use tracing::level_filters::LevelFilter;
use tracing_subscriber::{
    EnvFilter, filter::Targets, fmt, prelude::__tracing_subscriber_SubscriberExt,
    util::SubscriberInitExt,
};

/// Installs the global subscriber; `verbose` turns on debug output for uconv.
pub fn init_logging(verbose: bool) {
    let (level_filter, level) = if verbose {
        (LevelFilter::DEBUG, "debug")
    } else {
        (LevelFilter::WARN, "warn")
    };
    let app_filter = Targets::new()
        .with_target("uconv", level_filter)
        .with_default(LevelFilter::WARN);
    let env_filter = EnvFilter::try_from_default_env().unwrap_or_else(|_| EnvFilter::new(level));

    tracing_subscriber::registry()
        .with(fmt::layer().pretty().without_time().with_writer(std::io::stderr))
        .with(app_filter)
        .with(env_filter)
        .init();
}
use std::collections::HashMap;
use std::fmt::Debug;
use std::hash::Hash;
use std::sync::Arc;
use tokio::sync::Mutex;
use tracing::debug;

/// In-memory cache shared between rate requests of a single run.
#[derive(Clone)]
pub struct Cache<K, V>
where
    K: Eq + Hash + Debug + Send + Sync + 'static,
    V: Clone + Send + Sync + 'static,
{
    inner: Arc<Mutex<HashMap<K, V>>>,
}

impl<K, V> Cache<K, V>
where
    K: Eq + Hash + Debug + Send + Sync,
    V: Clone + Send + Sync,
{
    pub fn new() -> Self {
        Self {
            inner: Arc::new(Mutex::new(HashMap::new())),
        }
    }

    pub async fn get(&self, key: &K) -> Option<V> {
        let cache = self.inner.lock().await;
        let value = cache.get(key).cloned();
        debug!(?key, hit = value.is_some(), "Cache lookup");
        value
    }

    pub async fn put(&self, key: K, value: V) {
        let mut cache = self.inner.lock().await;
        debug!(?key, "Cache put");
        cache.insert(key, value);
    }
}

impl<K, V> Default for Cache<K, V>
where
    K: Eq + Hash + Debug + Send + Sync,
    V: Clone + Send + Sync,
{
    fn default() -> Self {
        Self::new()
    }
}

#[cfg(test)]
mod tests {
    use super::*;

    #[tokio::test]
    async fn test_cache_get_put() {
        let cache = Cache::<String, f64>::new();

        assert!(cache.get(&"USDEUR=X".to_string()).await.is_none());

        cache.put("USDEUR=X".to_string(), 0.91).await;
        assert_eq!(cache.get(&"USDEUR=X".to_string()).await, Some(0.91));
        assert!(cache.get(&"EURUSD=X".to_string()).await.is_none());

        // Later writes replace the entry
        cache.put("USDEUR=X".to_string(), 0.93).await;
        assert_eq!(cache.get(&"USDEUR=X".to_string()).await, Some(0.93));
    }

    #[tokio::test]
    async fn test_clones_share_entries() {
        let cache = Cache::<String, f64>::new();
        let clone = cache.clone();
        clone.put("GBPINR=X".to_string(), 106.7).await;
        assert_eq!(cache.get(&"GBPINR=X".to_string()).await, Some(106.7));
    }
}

* * *

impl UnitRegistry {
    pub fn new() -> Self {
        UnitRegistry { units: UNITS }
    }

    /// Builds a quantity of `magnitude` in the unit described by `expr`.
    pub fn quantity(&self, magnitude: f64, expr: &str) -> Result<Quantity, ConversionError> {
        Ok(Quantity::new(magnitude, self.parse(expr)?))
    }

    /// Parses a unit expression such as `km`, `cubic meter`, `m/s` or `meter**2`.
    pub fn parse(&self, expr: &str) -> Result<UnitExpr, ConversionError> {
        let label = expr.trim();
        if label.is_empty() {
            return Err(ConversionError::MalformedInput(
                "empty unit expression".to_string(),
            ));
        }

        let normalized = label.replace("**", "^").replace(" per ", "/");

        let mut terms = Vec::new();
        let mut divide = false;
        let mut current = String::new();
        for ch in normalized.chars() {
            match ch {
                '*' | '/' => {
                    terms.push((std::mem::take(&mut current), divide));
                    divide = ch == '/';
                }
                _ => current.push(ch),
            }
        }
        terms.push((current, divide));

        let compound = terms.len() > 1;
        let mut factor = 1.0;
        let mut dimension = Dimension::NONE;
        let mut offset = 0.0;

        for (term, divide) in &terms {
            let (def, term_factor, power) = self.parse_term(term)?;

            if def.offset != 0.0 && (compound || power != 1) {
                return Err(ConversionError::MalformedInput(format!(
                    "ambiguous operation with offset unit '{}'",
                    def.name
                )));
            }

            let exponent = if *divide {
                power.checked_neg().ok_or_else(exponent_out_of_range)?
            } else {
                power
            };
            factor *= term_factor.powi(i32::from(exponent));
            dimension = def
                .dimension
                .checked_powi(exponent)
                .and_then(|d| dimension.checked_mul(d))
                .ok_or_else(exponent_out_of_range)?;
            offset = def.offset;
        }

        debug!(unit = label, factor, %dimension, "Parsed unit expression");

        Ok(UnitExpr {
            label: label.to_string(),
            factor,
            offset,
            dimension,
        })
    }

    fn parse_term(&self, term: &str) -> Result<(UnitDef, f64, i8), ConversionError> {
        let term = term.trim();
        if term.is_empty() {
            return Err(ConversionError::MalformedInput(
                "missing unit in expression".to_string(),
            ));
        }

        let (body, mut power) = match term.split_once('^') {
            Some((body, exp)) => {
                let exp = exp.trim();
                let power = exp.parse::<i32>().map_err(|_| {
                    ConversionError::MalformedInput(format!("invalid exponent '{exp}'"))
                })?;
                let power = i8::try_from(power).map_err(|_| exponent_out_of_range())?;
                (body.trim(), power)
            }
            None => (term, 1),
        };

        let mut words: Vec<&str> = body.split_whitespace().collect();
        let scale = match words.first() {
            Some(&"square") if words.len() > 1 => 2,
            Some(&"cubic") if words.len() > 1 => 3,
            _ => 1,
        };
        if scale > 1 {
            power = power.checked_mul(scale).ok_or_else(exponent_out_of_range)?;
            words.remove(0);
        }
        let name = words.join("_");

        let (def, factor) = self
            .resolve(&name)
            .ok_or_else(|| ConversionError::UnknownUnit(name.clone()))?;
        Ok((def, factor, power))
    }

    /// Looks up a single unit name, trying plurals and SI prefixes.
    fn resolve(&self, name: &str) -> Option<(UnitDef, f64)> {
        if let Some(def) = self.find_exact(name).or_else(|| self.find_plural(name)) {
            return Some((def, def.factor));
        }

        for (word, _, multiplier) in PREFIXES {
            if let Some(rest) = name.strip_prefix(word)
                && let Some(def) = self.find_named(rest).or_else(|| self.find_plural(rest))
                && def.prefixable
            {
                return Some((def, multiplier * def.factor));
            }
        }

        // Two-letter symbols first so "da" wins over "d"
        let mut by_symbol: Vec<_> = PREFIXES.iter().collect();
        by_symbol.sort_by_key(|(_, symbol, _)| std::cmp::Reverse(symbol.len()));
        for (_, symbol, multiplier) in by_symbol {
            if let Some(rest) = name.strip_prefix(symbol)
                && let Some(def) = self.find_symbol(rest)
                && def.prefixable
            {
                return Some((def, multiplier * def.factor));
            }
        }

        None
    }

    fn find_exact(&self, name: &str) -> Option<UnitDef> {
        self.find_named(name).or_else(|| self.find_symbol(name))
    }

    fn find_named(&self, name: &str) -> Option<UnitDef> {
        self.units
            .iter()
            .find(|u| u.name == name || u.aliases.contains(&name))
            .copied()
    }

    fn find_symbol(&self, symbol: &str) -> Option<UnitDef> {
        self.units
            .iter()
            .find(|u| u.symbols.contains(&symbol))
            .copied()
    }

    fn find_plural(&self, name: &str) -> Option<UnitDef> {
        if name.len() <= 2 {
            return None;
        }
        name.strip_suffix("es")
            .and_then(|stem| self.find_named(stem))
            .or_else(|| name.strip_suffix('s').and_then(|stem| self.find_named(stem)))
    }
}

---

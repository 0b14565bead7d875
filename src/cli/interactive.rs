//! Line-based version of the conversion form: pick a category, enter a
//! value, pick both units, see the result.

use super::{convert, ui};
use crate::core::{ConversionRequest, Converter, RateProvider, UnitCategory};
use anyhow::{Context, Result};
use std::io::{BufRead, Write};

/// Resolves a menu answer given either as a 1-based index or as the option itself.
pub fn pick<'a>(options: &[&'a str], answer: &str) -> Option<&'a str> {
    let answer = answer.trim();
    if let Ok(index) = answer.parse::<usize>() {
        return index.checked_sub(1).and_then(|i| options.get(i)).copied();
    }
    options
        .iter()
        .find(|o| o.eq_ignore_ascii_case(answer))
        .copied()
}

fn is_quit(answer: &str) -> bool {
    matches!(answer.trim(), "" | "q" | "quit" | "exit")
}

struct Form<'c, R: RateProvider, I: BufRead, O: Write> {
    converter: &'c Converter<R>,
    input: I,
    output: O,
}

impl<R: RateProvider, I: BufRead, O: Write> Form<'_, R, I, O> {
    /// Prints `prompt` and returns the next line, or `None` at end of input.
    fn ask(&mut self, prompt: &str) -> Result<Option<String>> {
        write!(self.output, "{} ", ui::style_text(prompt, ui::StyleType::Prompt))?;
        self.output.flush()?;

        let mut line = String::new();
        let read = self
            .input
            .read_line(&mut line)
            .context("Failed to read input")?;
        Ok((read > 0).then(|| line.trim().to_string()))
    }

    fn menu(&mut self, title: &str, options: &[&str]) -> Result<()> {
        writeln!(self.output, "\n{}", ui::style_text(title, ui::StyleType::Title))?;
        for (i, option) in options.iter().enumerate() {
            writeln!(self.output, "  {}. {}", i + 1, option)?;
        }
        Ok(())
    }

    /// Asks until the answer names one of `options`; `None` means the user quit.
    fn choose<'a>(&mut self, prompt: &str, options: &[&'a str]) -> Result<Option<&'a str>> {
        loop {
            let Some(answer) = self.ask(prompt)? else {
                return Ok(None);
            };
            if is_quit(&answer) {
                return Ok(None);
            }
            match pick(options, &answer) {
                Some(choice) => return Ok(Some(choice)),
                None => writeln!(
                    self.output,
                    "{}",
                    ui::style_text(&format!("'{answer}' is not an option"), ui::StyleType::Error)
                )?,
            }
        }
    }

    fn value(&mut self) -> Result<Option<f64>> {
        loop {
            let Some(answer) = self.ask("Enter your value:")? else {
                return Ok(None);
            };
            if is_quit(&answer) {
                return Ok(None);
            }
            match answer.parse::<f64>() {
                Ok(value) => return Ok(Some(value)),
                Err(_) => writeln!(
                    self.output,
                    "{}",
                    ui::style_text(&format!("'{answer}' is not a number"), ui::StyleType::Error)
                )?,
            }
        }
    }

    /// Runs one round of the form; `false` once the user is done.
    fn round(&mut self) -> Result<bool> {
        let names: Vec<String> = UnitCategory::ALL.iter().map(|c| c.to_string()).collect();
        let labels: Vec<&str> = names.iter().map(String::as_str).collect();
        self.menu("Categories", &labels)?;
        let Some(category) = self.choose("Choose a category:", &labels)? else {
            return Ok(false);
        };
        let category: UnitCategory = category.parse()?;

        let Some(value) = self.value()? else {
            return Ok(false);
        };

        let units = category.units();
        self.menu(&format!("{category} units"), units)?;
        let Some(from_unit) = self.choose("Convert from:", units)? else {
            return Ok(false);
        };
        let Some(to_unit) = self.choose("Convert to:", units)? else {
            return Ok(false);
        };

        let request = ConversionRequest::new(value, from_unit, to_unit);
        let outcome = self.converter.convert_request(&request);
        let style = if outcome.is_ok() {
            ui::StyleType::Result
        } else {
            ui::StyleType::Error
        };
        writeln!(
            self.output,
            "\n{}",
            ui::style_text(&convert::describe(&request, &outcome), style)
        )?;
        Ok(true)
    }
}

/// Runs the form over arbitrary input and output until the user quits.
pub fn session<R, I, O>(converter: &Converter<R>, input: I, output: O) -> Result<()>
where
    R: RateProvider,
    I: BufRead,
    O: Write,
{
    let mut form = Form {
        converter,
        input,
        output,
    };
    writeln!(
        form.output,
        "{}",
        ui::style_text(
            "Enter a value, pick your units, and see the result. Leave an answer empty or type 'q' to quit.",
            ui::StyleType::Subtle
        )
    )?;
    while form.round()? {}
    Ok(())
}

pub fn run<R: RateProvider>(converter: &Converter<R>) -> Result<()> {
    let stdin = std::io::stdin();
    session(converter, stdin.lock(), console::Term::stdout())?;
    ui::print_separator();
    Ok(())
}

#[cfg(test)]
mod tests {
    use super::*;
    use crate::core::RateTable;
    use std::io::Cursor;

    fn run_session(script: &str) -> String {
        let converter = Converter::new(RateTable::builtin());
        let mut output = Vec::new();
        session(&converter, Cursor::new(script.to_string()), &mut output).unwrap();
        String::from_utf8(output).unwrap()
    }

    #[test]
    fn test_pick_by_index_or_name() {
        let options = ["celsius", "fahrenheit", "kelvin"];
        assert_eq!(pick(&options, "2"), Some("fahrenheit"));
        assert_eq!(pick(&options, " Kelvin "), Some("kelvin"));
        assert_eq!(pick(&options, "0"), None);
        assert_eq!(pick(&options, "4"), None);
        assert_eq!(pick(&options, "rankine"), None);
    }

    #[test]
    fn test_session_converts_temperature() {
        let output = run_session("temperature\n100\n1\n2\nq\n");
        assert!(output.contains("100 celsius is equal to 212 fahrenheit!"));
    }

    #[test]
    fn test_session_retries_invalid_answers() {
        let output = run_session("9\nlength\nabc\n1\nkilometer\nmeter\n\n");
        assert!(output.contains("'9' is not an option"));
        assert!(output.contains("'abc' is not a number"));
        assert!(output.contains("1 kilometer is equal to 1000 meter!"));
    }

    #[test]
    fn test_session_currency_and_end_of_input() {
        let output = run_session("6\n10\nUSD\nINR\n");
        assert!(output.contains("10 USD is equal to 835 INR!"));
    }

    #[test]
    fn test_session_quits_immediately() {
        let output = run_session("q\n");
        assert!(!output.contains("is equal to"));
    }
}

> _YOUR GOAL_: Your reply is to repeat, unchanged, the lines above running from the one with "fn is_quit(answer: &str)" up to and including the one with "match pick(options, &answer)".

> _SOLUTION TO THIS EXERCISE_:
fn is_quit(answer: &str) -> bool {
    matches!(answer.trim(), "" | "q" | "quit" | "exit")
}

struct Form<'c, R: RateProvider, I: BufRead, O: Write> {
    converter: &'c Converter<R>,
    input: I,
    output: O,
}

impl<R: RateProvider, I: BufRead, O: Write> Form<'_, R, I, O> {
    /// Prints `prompt` and returns the next line, or `None` at end of input.
    fn ask(&mut self, prompt: &str) -> Result<Option<String>> {
        write!(self.output, "{} ", ui::style_text(prompt, ui::StyleType::Prompt))?;
        self.output.flush()?;

        let mut line = String::new();
        let read = self
            .input
            .read_line(&mut line)
            .context("Failed to read input")?;
        Ok((read > 0).then(|| line.trim().to_string()))
    }

    fn menu(&mut self, title: &str, options: &[&str]) -> Result<()> {
        writeln!(self.output, "\n{}", ui::style_text(title, ui::StyleType::Title))?;
        for (i, option) in options.iter().enumerate() {
            writeln!(self.output, "  {}. {}", i + 1, option)?;
        }
        Ok(())
    }

    /// Asks until the answer names one of `options`; `None` means the user quit.
    fn choose<'a>(&mut self, prompt: &str, options: &[&'a str]) -> Result<Option<&'a str>> {
        loop {
            let Some(answer) = self.ask(prompt)? else {
                return Ok(None);
            };
            if is_quit(&answer) {
                return Ok(None);
            }
            match pick(options, &answer) {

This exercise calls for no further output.